Bird's Popular Wattmeter Is 50
Among the most valuable tools in any RF toolbox is the Bird Model 43 Thruline Wattmeter. Take it from a man who has fried endless number of IF transformers, transistors and dummy loads in an inept illusive quest for accurate RF information and tuning.
J. Raymond Bird, who had founded the company a decade earlier, invented this practical device in 1952, 50 years ago. More than a quarter of a million wattmeters have followed that unit off the production line.
Bird himself died in 1962, but the model is still made today.
The basic Bird unit isolates and displays the RF power in watts going in just one direction. By tabulating and comparing the power going to the load and coming back (reflected) from the load, important data such as power on the line, transmitter power output, SWR and probable load impedance or load characteristics can be calculated and examined.
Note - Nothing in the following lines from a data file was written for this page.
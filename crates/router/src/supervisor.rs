//! Supervision of the router child process.

use std::fmt;
use std::path::PathBuf;
use std::sync::{Arc, LazyLock};
use std::time::Duration;

use keel_isolation::{IsolatedApplication, IsolatedProcess, spawn_shared};
use parking_lot::Mutex;
use regex::Regex;
use tokio::sync::oneshot;
use tokio::task::JoinHandle;
use tracing::{debug, error, info, trace, warn};

use crate::RouterConfig;
use crate::error::{Error, Result};
use crate::event_loop;
use crate::report::{RouterReady, RouterReport};

const CONFIG_FILE: &str = "config.json";
const DEFAULT_LOG_LEVEL: &str = "info";
const DEFAULT_SHUTDOWN_TIMEOUT: Duration = Duration::from_secs(10);
const DEFAULT_STARTUP_TIMEOUT: Duration = Duration::from_secs(30);
const ROUTER_BINARY: &str = "keel-router";

/// Matches the router's stderr log lines: `<timestamp> <LEVEL> <target>: <message>`.
static LOG_REGEX: LazyLock<Regex> = LazyLock::new(|| {
    Regex::new(r"^\S+\s+(TRACE|DEBUG|INFO|WARN|ERROR)\s+(.*)$").expect("Invalid regex pattern")
});

/// Lifecycle of a supervised router.
#[derive(Clone, Copy, Debug, PartialEq, Eq)]
pub enum RouterState {
    /// Constructed, not yet started.
    Created,

    /// Spawned, waiting for the readiness report.
    Starting,

    /// The router reported readiness.
    Running,

    /// The router reported a failure or exited before reporting.
    Failed,

    /// No report arrived before the startup deadline.
    TimedOut,

    /// Stopped; the supervisor is inert.
    Stopped,
}

impl fmt::Display for RouterState {
    fn fmt(&self, f: &mut fmt::Formatter<'_>) -> fmt::Result {
        f.write_str(match self {
            Self::Created => "created",
            Self::Starting => "starting",
            Self::Running => "running",
            Self::Failed => "failed",
            Self::TimedOut => "timed out",
            Self::Stopped => "stopped",
        })
    }
}

/// Options for creating a [`RouterSupervisor`].
#[derive(Clone, Debug)]
pub struct RouterSupervisorOptions {
    /// Configuration handed to the router.
    pub config: RouterConfig,

    /// Path to the router binary. Looked up in `PATH` when `None`.
    pub router_bin: Option<PathBuf>,

    /// Directory for the configuration document and the node key.
    pub working_dir: PathBuf,

    /// Log filter passed to the router. Defaults to `info`.
    pub log_level: Option<String>,

    /// Deadline for the readiness report. Defaults to 30 seconds.
    pub startup_timeout: Option<Duration>,

    /// Grace period between the termination signal and a kill. Defaults to 10 seconds.
    pub shutdown_timeout: Option<Duration>,
}

/// The router as seen by the isolation layer.
struct RouterApp {
    args: Vec<String>,
    executable: String,
    report_tx: Mutex<Option<oneshot::Sender<RouterReport>>>,
    shutdown_timeout: Duration,
    working_dir: PathBuf,
}

impl IsolatedApplication for RouterApp {
    fn args(&self) -> Vec<String> {
        self.args.clone()
    }

    fn executable(&self) -> &str {
        &self.executable
    }

    fn handle_stderr(&self, line: &str) {
        if let Some(caps) = LOG_REGEX.captures(line) {
            let message = caps.get(2).map_or(line, |m| m.as_str());

            match caps.get(1).map(|m| m.as_str()) {
                Some("ERROR") => error!(target: "keel-router", "{}", message),
                Some("WARN") => warn!(target: "keel-router", "{}", message),
                Some("INFO") => info!(target: "keel-router", "{}", message),
                Some("DEBUG") => debug!(target: "keel-router", "{}", message),
                _ => trace!(target: "keel-router", "{}", message),
            }
        } else {
            warn!(target: "keel-router", "{}", line);
        }
    }

    fn handle_stdout(&self, line: &str) {
        let Some(report) = RouterReport::parse(line) else {
            debug!(target: "keel-router", "stdout: {}", line);
            return;
        };

        match self.report_tx.lock().take() {
            Some(tx) => {
                // Receiver is gone once startup was abandoned
                let _ = tx.send(report);
            }
            None => warn!("ignoring additional router report: {:?}", report),
        }
    }

    fn name(&self) -> &str {
        ROUTER_BINARY
    }

    fn shutdown_timeout(&self) -> Duration {
        self.shutdown_timeout
    }

    fn working_dir(&self) -> Option<PathBuf> {
        Some(self.working_dir.clone())
    }
}

#[derive(Debug)]
struct Inner {
    process: Option<IsolatedProcess>,
    ready: Option<RouterReady>,
    startup: Option<JoinHandle<()>>,
    state: RouterState,
}

/// Runs the message router as a supervised child process.
///
/// A supervisor starts at most once. Its outcome is delivered through exactly
/// one of the callbacks passed to [`start`](Self::start).
#[derive(Debug)]
pub struct RouterSupervisor {
    config: RouterConfig,
    inner: Arc<Mutex<Inner>>,
    log_level: String,
    router_bin: PathBuf,
    shutdown_timeout: Duration,
    startup_timeout: Duration,
    working_dir: PathBuf,
}

impl RouterSupervisor {
    /// Creates a supervisor in the [`RouterState::Created`] state.
    ///
    /// # Errors
    ///
    /// Returns an error if the router binary cannot be found or the working
    /// directory cannot be created.
    pub fn new(
        RouterSupervisorOptions {
            config,
            router_bin,
            working_dir,
            log_level,
            startup_timeout,
            shutdown_timeout,
        }: RouterSupervisorOptions,
    ) -> Result<Self> {
        let router_bin = match router_bin {
            Some(path) => path,
            None => which::which(ROUTER_BINARY).map_err(|_| Error::BinaryNotFound)?,
        };

        std::fs::create_dir_all(&working_dir)
            .map_err(|e| Error::Io("failed to create router working directory", e))?;

        Ok(Self {
            config,
            inner: Arc::new(Mutex::new(Inner {
                process: None,
                ready: None,
                startup: None,
                state: RouterState::Created,
            })),
            log_level: log_level.unwrap_or_else(|| DEFAULT_LOG_LEVEL.to_string()),
            router_bin,
            shutdown_timeout: shutdown_timeout.unwrap_or(DEFAULT_SHUTDOWN_TIMEOUT),
            startup_timeout: startup_timeout.unwrap_or(DEFAULT_STARTUP_TIMEOUT),
            working_dir,
        })
    }

    /// Returns the configuration the router runs with.
    #[must_use]
    pub const fn config(&self) -> &RouterConfig {
        &self.config
    }

    /// Returns the websocket URL the router serves.
    ///
    /// Once the router is running this is the URL it reported, which differs
    /// from the configured one when the configured port is 0.
    #[must_use]
    pub fn address(&self) -> String {
        self.inner
            .lock()
            .ready
            .as_ref()
            .map_or_else(|| self.config.url(), |ready| ready.url.clone())
    }

    /// Returns the readiness report while the router is running.
    #[must_use]
    pub fn ready(&self) -> Option<RouterReady> {
        self.inner.lock().ready.clone()
    }

    /// Returns the router's process ID while it is alive.
    #[must_use]
    pub fn pid(&self) -> Option<u32> {
        self.inner
            .lock()
            .process
            .as_ref()
            .filter(|process| process.running())
            .map(IsolatedProcess::pid)
    }

    /// Returns the current lifecycle state.
    #[must_use]
    pub fn state(&self) -> RouterState {
        self.inner.lock().state
    }

    /// Starts the router and returns immediately.
    ///
    /// Exactly one of `on_ready` and `on_error` is invoked, from a runtime
    /// task and never before this call returns. Must be called from within a
    /// tokio runtime.
    pub fn start<R, E>(&self, on_ready: R, on_error: E)
    where
        R: FnOnce(RouterReady) + Send + 'static,
        E: FnOnce(Error) + Send + 'static,
    {
        let mut inner = self.inner.lock();

        if inner.state != RouterState::Created {
            let error = Error::InvalidState(inner.state);
            drop(inner);
            tokio::spawn(async move { on_error(error) });
            return;
        }

        inner.state = RouterState::Starting;
        event_loop::backend();

        let launch = self.launch();
        inner.startup = Some(tokio::spawn(run_startup(
            Arc::clone(&self.inner),
            launch,
            self.startup_timeout,
            on_ready,
            on_error,
        )));
    }

    /// Starts the router and waits for its outcome.
    ///
    /// # Errors
    ///
    /// Returns the error that would have been passed to `on_error`.
    pub async fn start_async(&self) -> Result<RouterReady> {
        let (tx, rx) = oneshot::channel();
        let error_tx = Arc::new(Mutex::new(Some(tx)));
        let ready_tx = Arc::clone(&error_tx);

        self.start(
            move |ready| {
                if let Some(tx) = ready_tx.lock().take() {
                    let _ = tx.send(Ok(ready));
                }
            },
            move |error| {
                if let Some(tx) = error_tx.lock().take() {
                    let _ = tx.send(Err(error));
                }
            },
        );

        rx.await
            .unwrap_or_else(|_| Err(Error::InvalidState(RouterState::Stopped)))
    }

    /// Stops the router and waits for the process to exit.
    ///
    /// Idempotent, and valid in every state. Stopping while startup is in
    /// flight abandons it without invoking either callback.
    ///
    /// # Errors
    ///
    /// Returns an error if the process could not be shut down.
    pub async fn stop(&self) -> Result<()> {
        let (process, startup) = {
            let mut inner = self.inner.lock();
            if inner.state == RouterState::Stopped {
                return Ok(());
            }

            inner.state = RouterState::Stopped;
            inner.ready = None;
            (inner.process.take(), inner.startup.take())
        };

        if let Some(startup) = startup {
            startup.abort();
        }

        if let Some(process) = process {
            process.shutdown().await?;
        }

        info!("router supervisor stopped");
        Ok(())
    }

    fn launch(&self) -> Launch {
        let config_path = self.working_dir.join(CONFIG_FILE);

        let (report_tx, report_rx) = oneshot::channel();
        let app = RouterApp {
            args: vec![
                "--config".to_string(),
                config_path.display().to_string(),
                "--working-dir".to_string(),
                self.working_dir.display().to_string(),
                "--log-level".to_string(),
                self.log_level.clone(),
            ],
            executable: self.router_bin.display().to_string(),
            report_tx: Mutex::new(Some(report_tx)),
            shutdown_timeout: self.shutdown_timeout,
            working_dir: self.working_dir.clone(),
        };

        Launch {
            app,
            config_path,
            document: self.config.document_bytes(),
            report_rx,
        }
    }
}

/// Everything needed to bring up the router child, prepared without I/O.
struct Launch {
    app: RouterApp,
    config_path: PathBuf,
    document: Result<Vec<u8>>,
    report_rx: oneshot::Receiver<RouterReport>,
}

impl Launch {
    async fn spawn(self) -> Result<(IsolatedProcess, oneshot::Receiver<RouterReport>)> {
        tokio::fs::write(&self.config_path, self.document?)
            .await
            .map_err(|e| Error::Io("failed to write router config", e))?;

        // The stdout reader holds the only long-lived handle on the app, so the
        // report sender drops once the child's stdout closes.
        let process = spawn_shared(Arc::new(self.app))?;

        Ok((process, self.report_rx))
    }
}

impl Drop for RouterSupervisor {
    fn drop(&mut self) {
        if let Some(startup) = self.inner.lock().startup.take() {
            startup.abort();
        }
    }
}

async fn run_startup<R, E>(
    inner: Arc<Mutex<Inner>>,
    launch: Launch,
    startup_timeout: Duration,
    on_ready: R,
    on_error: E,
) where
    R: FnOnce(RouterReady) + Send + 'static,
    E: FnOnce(Error) + Send + 'static,
{
    let (process, report_rx) = match launch.spawn().await {
        Ok(launched) => launched,
        Err(e) => {
            {
                let mut guard = inner.lock();
                if guard.state != RouterState::Starting {
                    return;
                }
                guard.state = RouterState::Failed;
            }

            error!("failed to launch router: {}", e);
            on_error(e);
            return;
        }
    };

    {
        let mut guard = inner.lock();
        if guard.state != RouterState::Starting {
            // Stopped meanwhile; dropping the handle terminates the child.
            return;
        }

        info!("router spawned (pid {}), awaiting readiness", process.pid());
        guard.process = Some(process);
    }

    await_readiness(inner, report_rx, startup_timeout, on_ready, on_error).await;
}

async fn await_readiness<R, E>(
    inner: Arc<Mutex<Inner>>,
    mut report_rx: oneshot::Receiver<RouterReport>,
    startup_timeout: Duration,
    on_ready: R,
    on_error: E,
) where
    R: FnOnce(RouterReady) + Send + 'static,
    E: FnOnce(Error) + Send + 'static,
{
    let outcome = tokio::time::timeout(startup_timeout, &mut report_rx).await;

    let result = {
        let mut guard = inner.lock();
        if guard.state != RouterState::Starting {
            return;
        }

        let result = match outcome {
            Ok(Ok(RouterReport::Ready(ready))) => Ok(ready),
            Ok(Ok(RouterReport::Failed { error })) => Err(Error::StartupFailure(error)),
            Ok(Err(_)) => Err(Error::StartupFailure(
                "router exited before reporting readiness".to_string(),
            )),
            Err(_) => Err(Error::StartupTimeout(startup_timeout)),
        };

        guard.state = match &result {
            Ok(ready) => {
                guard.ready = Some(ready.clone());
                RouterState::Running
            }
            Err(Error::StartupTimeout(_)) => RouterState::TimedOut,
            Err(_) => RouterState::Failed,
        };

        result
    };

    match result {
        Ok(ready) => {
            info!("router ready at {}", ready.url);
            on_ready(ready);
        }
        Err(Error::StartupTimeout(timeout)) => {
            error!("router did not report readiness within {:?}", timeout);
            on_error(Error::StartupTimeout(timeout));

            if let Ok(report) = report_rx.await {
                warn!("discarding router report after timeout: {:?}", report);
            }
        }
        Err(e) => {
            error!("router failed to start: {}", e);
            on_error(e);
        }
    }
}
The RF reading actually is a traveling-wave, rectified sample of the main signal extracted by a loop as it passes through the small section of coax in the meter. Because the length of the loop, intimacy and line in wavelength vary as a function of frequency and hence the proportionate value of that sample, for spectrum flexibility Bird choose to design plug-in "frequency elements."
This unique element system made the meter highly accurate within the frequency range indicated on the element and extended the meter's potential usefulness through most of the RF spectrum.
Beat but accurate
You may be familiar with the portable Bird 43 may own, or have borrowed and forgotten to return the elements needed for those parts of the spectrum that we investigate.
My infamous yellow RF toolbox contains the Bird 43 that was given me by RCA Broadcast (remember that?) and elements for the FM band, TV and 950 MHz STL channels.
This might be an original Bird unit - RCA never threw anything out - and so is probably as old as I am. We're both a little beat, but we're as accurate and hardworking as when we were new.
Like small gold-plated shot glasses, the elements slide gracefully into the front of the Bird meter. The arrow points in the direction in which we want to measure the power.
Conveniently, you can rotate the element to change measurement direction without having to power down. The frequency range and the maximum full-scale power that can be read are annotated on the visible top of the element
Many RF measurements must be made on a continuous basis. Over the years, permanently mounted Thruline Wattmeters for higher power situations were developed by Bird and found their way into transmitter installations. They work the same way as those little Bird 43s.
In the movie "Galaxy Quest," a character states that simple things give the greatest joy. One of the simple joys for radio engineers is to see that Bird meter peak up, knowing that our attentive work has allowed us to generate the maximum power into a perfect load.